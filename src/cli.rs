//! CLI argument parsing and dispatch

use std::io;

use anyhow::{Context, Result};
use clap::error::ErrorKind;
use clap::{CommandFactory, Parser};
use log::LevelFilter;

use grm::bootstrap::{AssumeYes, Bootstrapper, Confirmer, DialoguerConfirmer, SshTransport};
use grm::config::{find_conffile, ConfigSnapshot};
use grm::mode::Mode;
use grm::orchestrator::{Delegation, Engine};
use grm::output::{init_logging, parse_level, ColorChoice, OutputConfig};
use grm::repository::DefaultGitOperations;
use grm::walker::ProcessWorker;

/// grm - keep a fleet of Git working copies in line with their manifests
#[derive(Parser, Debug)]
#[command(name = "grm")]
#[command(version, about, long_about = None)]
pub struct Cli {
    /// Operation to perform on every repository in the tree
    #[arg(value_enum)]
    mode: Mode,

    /// Git command to run in every repository (git mode only)
    #[arg(trailing_var_arg = true, allow_hyphen_values = true, value_name = "ARGS")]
    args: Vec<String>,

    /// Colorize diagnostics (always, never, auto)
    #[arg(long, value_enum, value_name = "WHEN", default_value_t = ColorChoice::Auto)]
    color: ColorChoice,

    /// Set log level (error, warn, info, debug, trace)
    #[arg(long, value_name = "LEVEL", default_value = "info", value_parser = parse_level)]
    log_level: LevelFilter,

    /// Create remote repositories without asking
    #[arg(short = 'y', long)]
    yes: bool,

    /// Read the configuration from stdin instead of the conffile
    #[arg(long, hide = true)]
    config_stdin: bool,
}

impl Cli {
    /// Reject trailing arguments that the mode has no use for.
    fn validate(&self) {
        if self.mode.takes_git_args() && self.args.is_empty() {
            Self::command()
                .error(
                    ErrorKind::MissingRequiredArgument,
                    "git mode needs a git command to run, e.g. `grm git status`",
                )
                .exit();
        }
        if !self.mode.takes_git_args() && !self.args.is_empty() {
            Self::command()
                .error(
                    ErrorKind::UnknownArgument,
                    format!(
                        "unexpected arguments for {} mode: {}",
                        self.mode,
                        self.args.join(" ")
                    ),
                )
                .exit();
        }
    }

    /// Options repeated on the command line of every sub-tree worker.
    fn worker_args(&self) -> Vec<String> {
        let mut args = vec![
            "--log-level".to_string(),
            self.log_level.as_str().to_lowercase(),
            "--color".to_string(),
            self.color.as_arg().to_string(),
        ];
        if self.yes {
            args.push("--yes".to_string());
        }
        args
    }

    /// Execute the selected mode
    pub fn execute(self) -> Result<()> {
        self.validate();
        let output = OutputConfig::from_env_and_flag(self.color);
        init_logging(self.log_level, &output);

        let cwd = std::env::current_dir().context("Failed to determine the current directory")?;
        let base = ConfigSnapshot::from_process_env();
        let snapshot = if self.config_stdin {
            base.read_stream(io::stdin().lock())
                .context("Failed to read the configuration stream")?
        } else {
            let conffile = find_conffile(&cwd)?;
            base.load_conffile(&conffile)?
        };

        let confirmer: Box<dyn Confirmer> = if self.yes {
            Box::new(AssumeYes)
        } else {
            Box::new(DialoguerConfirmer::new(output.use_color))
        };
        let worker = ProcessWorker::current(self.worker_args(), self.mode, self.args.clone())?;
        let engine = Engine::new(
            self.mode,
            self.args,
            Box::new(DefaultGitOperations),
            Bootstrapper::new(Box::new(SshTransport), confirmer),
            Delegation::Process(worker),
        );

        engine.run(&cwd, snapshot, &mut io::stdout().lock())?;
        Ok(())
    }
}

#[cfg(test)]
mod tests {
    use super::*;

    #[test]
    fn test_cli_definition_is_valid() {
        Cli::command().debug_assert();
    }

    #[test]
    fn test_git_mode_collects_trailing_arguments() {
        let cli = Cli::try_parse_from(["grm", "git", "log", "--oneline", "-n", "3"]).unwrap();
        assert_eq!(cli.mode, Mode::Git);
        assert_eq!(cli.args, vec!["log", "--oneline", "-n", "3"]);
    }

    #[test]
    fn test_global_options() {
        let cli = Cli::try_parse_from([
            "grm",
            "--log-level",
            "debug",
            "--color",
            "never",
            "-y",
            "new",
        ])
        .unwrap();
        assert_eq!(cli.mode, Mode::New);
        assert_eq!(cli.log_level, LevelFilter::Debug);
        assert!(cli.yes);
        assert_eq!(
            cli.worker_args(),
            vec!["--log-level", "debug", "--color", "never", "--yes"]
        );
    }

    #[test]
    fn test_worker_command_line_parses_back() {
        let cli = Cli::try_parse_from([
            "grm",
            "--log-level",
            "warn",
            "--color",
            "auto",
            "--config-stdin",
            "git",
            "--",
            "status",
            "--short",
        ])
        .unwrap();
        assert!(cli.config_stdin);
        assert_eq!(cli.args, vec!["status", "--short"]);
    }

    #[test]
    fn test_unknown_mode_rejected() {
        let err = Cli::try_parse_from(["grm", "frobnicate"]).unwrap_err();
        assert_eq!(err.kind(), ErrorKind::InvalidValue);
    }
}
//! Thin wrappers around the `git` command line.
//!
//! Every invocation runs in an explicit directory, is logged at debug level
//! and inherits the process's stdout and stderr unless its output is
//! captured. A nonzero exit becomes [`Error::Subprocess`], except for the
//! probes below, which report failure as a value.

use std::path::Path;
use std::process::{Command, ExitStatus, Stdio};

use log::debug;

use crate::defaults::ORIGIN;
use crate::error::{Error, Result};

fn describe(program: &str, args: &[&str]) -> String {
    std::iter::once(program)
        .chain(args.iter().copied())
        .collect::<Vec<_>>()
        .join(" ")
}

fn spawn_failed(command: String, dir: &Path, err: std::io::Error) -> Error {
    debug!("Could not start {}: {}", command, err);
    Error::Subprocess {
        command,
        dir: dir.to_path_buf(),
        code: None,
    }
}

fn check(status: ExitStatus, command: String, dir: &Path) -> Result<()> {
    if status.success() {
        Ok(())
    } else {
        Err(Error::Subprocess {
            command,
            dir: dir.to_path_buf(),
            code: status.code(),
        })
    }
}

/// Run `git <args>` in `dir`, failing on a nonzero exit.
pub fn run(dir: &Path, args: &[&str]) -> Result<()> {
    let command = describe("git", args);
    debug!("Running {} (in {})", command, dir.display());
    let status = Command::new("git")
        .args(args)
        .current_dir(dir)
        .stdin(Stdio::null())
        .status()
        .map_err(|e| spawn_failed(command.clone(), dir, e))?;
    check(status, command, dir)
}

/// Run `git <args>` in `dir` and capture stdout.
///
/// Returns `Ok(None)` when git exits nonzero; only a failure to start git at
/// all is an error.
pub fn probe(dir: &Path, args: &[&str]) -> Result<Option<String>> {
    let command = describe("git", args);
    debug!("Probing {} (in {})", command, dir.display());
    let output = Command::new("git")
        .args(args)
        .current_dir(dir)
        .stdin(Stdio::null())
        .stderr(Stdio::null())
        .output()
        .map_err(|e| spawn_failed(command, dir, e))?;

    if output.status.success() {
        Ok(Some(String::from_utf8_lossy(&output.stdout).into_owned()))
    } else {
        Ok(None)
    }
}

/// Whether `dir` is the top of a working copy.
pub fn is_repo_root(dir: &Path) -> Result<bool> {
    Ok(probe(dir, &["rev-parse", "--show-prefix"])?.is_some_and(|prefix| prefix.trim().is_empty()))
}

/// Clone `url` into `target` without populating the working tree.
pub fn clone_no_checkout(cwd: &Path, url: &str, target: &Path) -> Result<()> {
    let target = target.to_string_lossy();
    run(cwd, &["clone", "--no-checkout", url, &target])
}

/// Populate the working tree of a `--no-checkout` clone.
pub fn checkout(dir: &Path) -> Result<()> {
    run(dir, &["checkout", "-q"])
}

pub fn checkout_branch(dir: &Path, branch: &str) -> Result<()> {
    run(dir, &["checkout", "-q", branch])
}

pub fn init(dir: &Path) -> Result<()> {
    run(dir, &["init", "-q"])
}

/// The configured URL of `origin`, or `None` when there is no such remote.
pub fn origin_url(dir: &Path) -> Result<Option<String>> {
    Ok(probe(dir, &["remote", "get-url", ORIGIN])?.map(|url| url.trim().to_string()))
}

pub fn set_origin_url(dir: &Path, url: &str) -> Result<()> {
    run(dir, &["remote", "set-url", ORIGIN, url])
}

/// Add `origin` and fetch it.
pub fn add_origin(dir: &Path, url: &str) -> Result<()> {
    run(dir, &["remote", "add", "-f", ORIGIN, url])
}

pub fn fetch_origin(dir: &Path) -> Result<()> {
    run(dir, &["fetch", ORIGIN])
}

/// Short names of the remote-tracking branches of `origin`.
pub fn remote_branches(dir: &Path) -> Result<Vec<String>> {
    let refs = format!("refs/remotes/{}", ORIGIN);
    let listing = probe(dir, &["for-each-ref", "--format=%(refname:short)", &refs])?
        .unwrap_or_default();
    let head = format!("{}/HEAD", ORIGIN);
    Ok(listing
        .lines()
        .map(str::trim)
        .filter(|name| !name.is_empty() && *name != head && *name != ORIGIN)
        .map(str::to_string)
        .collect())
}

/// Ask `origin` for its HEAD and return the branch it points to.
pub fn remote_default_branch(dir: &Path) -> Result<String> {
    run(dir, &["remote", "set-head", ORIGIN, "--auto"])?;
    let head = format!("refs/remotes/{}/HEAD", ORIGIN);
    let symref = probe(dir, &["symbolic-ref", "--short", &head])?.ok_or_else(|| {
        Error::Subprocess {
            command: format!("git symbolic-ref --short {}", head),
            dir: dir.to_path_buf(),
            code: None,
        }
    })?;
    let symref = symref.trim();
    let prefix = format!("{}/", ORIGIN);
    Ok(symref.strip_prefix(&prefix).unwrap_or(symref).to_string())
}

/// Run `git <args>` in `dir` on behalf of the operator.
///
/// A nonzero exit is reported as [`Error::Passthrough`] so its status can be
/// surfaced verbatim.
pub fn passthrough(dir: &Path, args: &[String]) -> Result<()> {
    let command = args.join(" ");
    debug!("Running git {} (in {})", command, dir.display());
    let status = Command::new("git")
        .args(args)
        .current_dir(dir)
        .status()
        .map_err(|e| spawn_failed(format!("git {}", command), dir, e))?;

    match status.code() {
        Some(0) => Ok(()),
        Some(code) => Err(Error::Passthrough {
            command,
            dir: dir.to_path_buf(),
            code,
        }),
        None => Err(Error::Subprocess {
            command: format!("git {}", command),
            dir: dir.to_path_buf(),
            code: None,
        }),
    }
}

/// Run the configure hook: `sh -c '<command> "$@"' grm-config <media>`.
pub fn run_config_cmd(
    dir: &Path,
    command: &str,
    media: &str,
    env: &[(String, String)],
) -> Result<()> {
    let script = format!("{} \"$@\"", command);
    debug!("Configuring {} with {} {}", dir.display(), command, media);
    let status = Command::new("sh")
        .args(["-c", &script, "grm-config", media])
        .envs(env.iter().map(|(k, v)| (k.as_str(), v.as_str())))
        .current_dir(dir)
        .stdin(Stdio::null())
        .status()
        .map_err(|e| spawn_failed(command.to_string(), dir, e))?;
    check(status, command.to_string(), dir)
}
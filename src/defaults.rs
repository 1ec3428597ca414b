//! Default values for grm configuration.
//!
//! This module provides centralized default values and well-known key names
//! used across the engine, ensuring consistency and avoiding duplication.

/// Name of the conffile marking the root of a managed tree.
pub const CONFFILE_NAME: &str = ".grm.conf";

/// Prefix of process environment variables that overlay configuration keys.
pub const ENV_PREFIX: &str = "GRM_";

/// Field separator used in manifests unless `LIST_SEP` says otherwise.
pub const DEFAULT_SEPARATOR: char = '*';

/// Login used by the bootstrapper when `RLOGIN` is defined but empty.
pub const LOOPBACK_LOGIN: &str = "ssh://localhost";

/// Name of the remote every managed repository is wired to.
pub const ORIGIN: &str = "origin";

/// Well-known configuration keys.
pub mod keys {
    pub const LIST_FN: &str = "LIST_FN";
    pub const LIST_SEP: &str = "LIST_SEP";
    pub const CONFIG_CMD: &str = "CONFIG_CMD";
    pub const RPATH_BASE: &str = "RPATH_BASE";
    pub const RPATH_TEMPLATE: &str = "RPATH_TEMPLATE";
    pub const RLOGIN: &str = "RLOGIN";
    pub const REMOTE_BASE_URL: &str = "REMOTE_BASE_URL";
    pub const GM_BASE_PATH: &str = "GM_BASE_PATH";
    pub const RECURSE_PREFIX: &str = "RECURSE_PREFIX";

    pub const REMOTE_DIR: &str = "REMOTE_DIR";
    pub const LOCAL_DIR: &str = "LOCAL_DIR";
    pub const GM_DIR: &str = "GM_DIR";

    pub const OPT_RECURSE: &str = "OPT_RECURSE";
    pub const OPT_DEBUG_PRIMITIVES: &str = "OPT_DEBUG_PRIMITIVES";

    pub const MODE_CLONE: &str = "MODE_CLONE";
    pub const MODE_CONFIGURE: &str = "MODE_CONFIGURE";
    pub const MODE_SET_REMOTE: &str = "MODE_SET_REMOTE";
    pub const MODE_GIT: &str = "MODE_GIT";
    pub const MODE_NEW: &str = "MODE_NEW";
    pub const MODE_LIST_RREL: &str = "MODE_LIST_RREL";
    pub const MODE_LIST_RURL: &str = "MODE_LIST_RURL";
    pub const MODE_LIST_LREL: &str = "MODE_LIST_LREL";

    /// Keys recomputed from each process's own position in the tree.
    pub const PATH_ROOTS: [&str; 3] = [REMOTE_DIR, LOCAL_DIR, GM_DIR];
}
+ + + +
What you need to do: Read through the material above, and whenever a line contains "failure", copy it.

Written reply:
//! probes below, which report failure as a value.
/// Returns `Ok(None)` when git exits nonzero; only a failure to start git at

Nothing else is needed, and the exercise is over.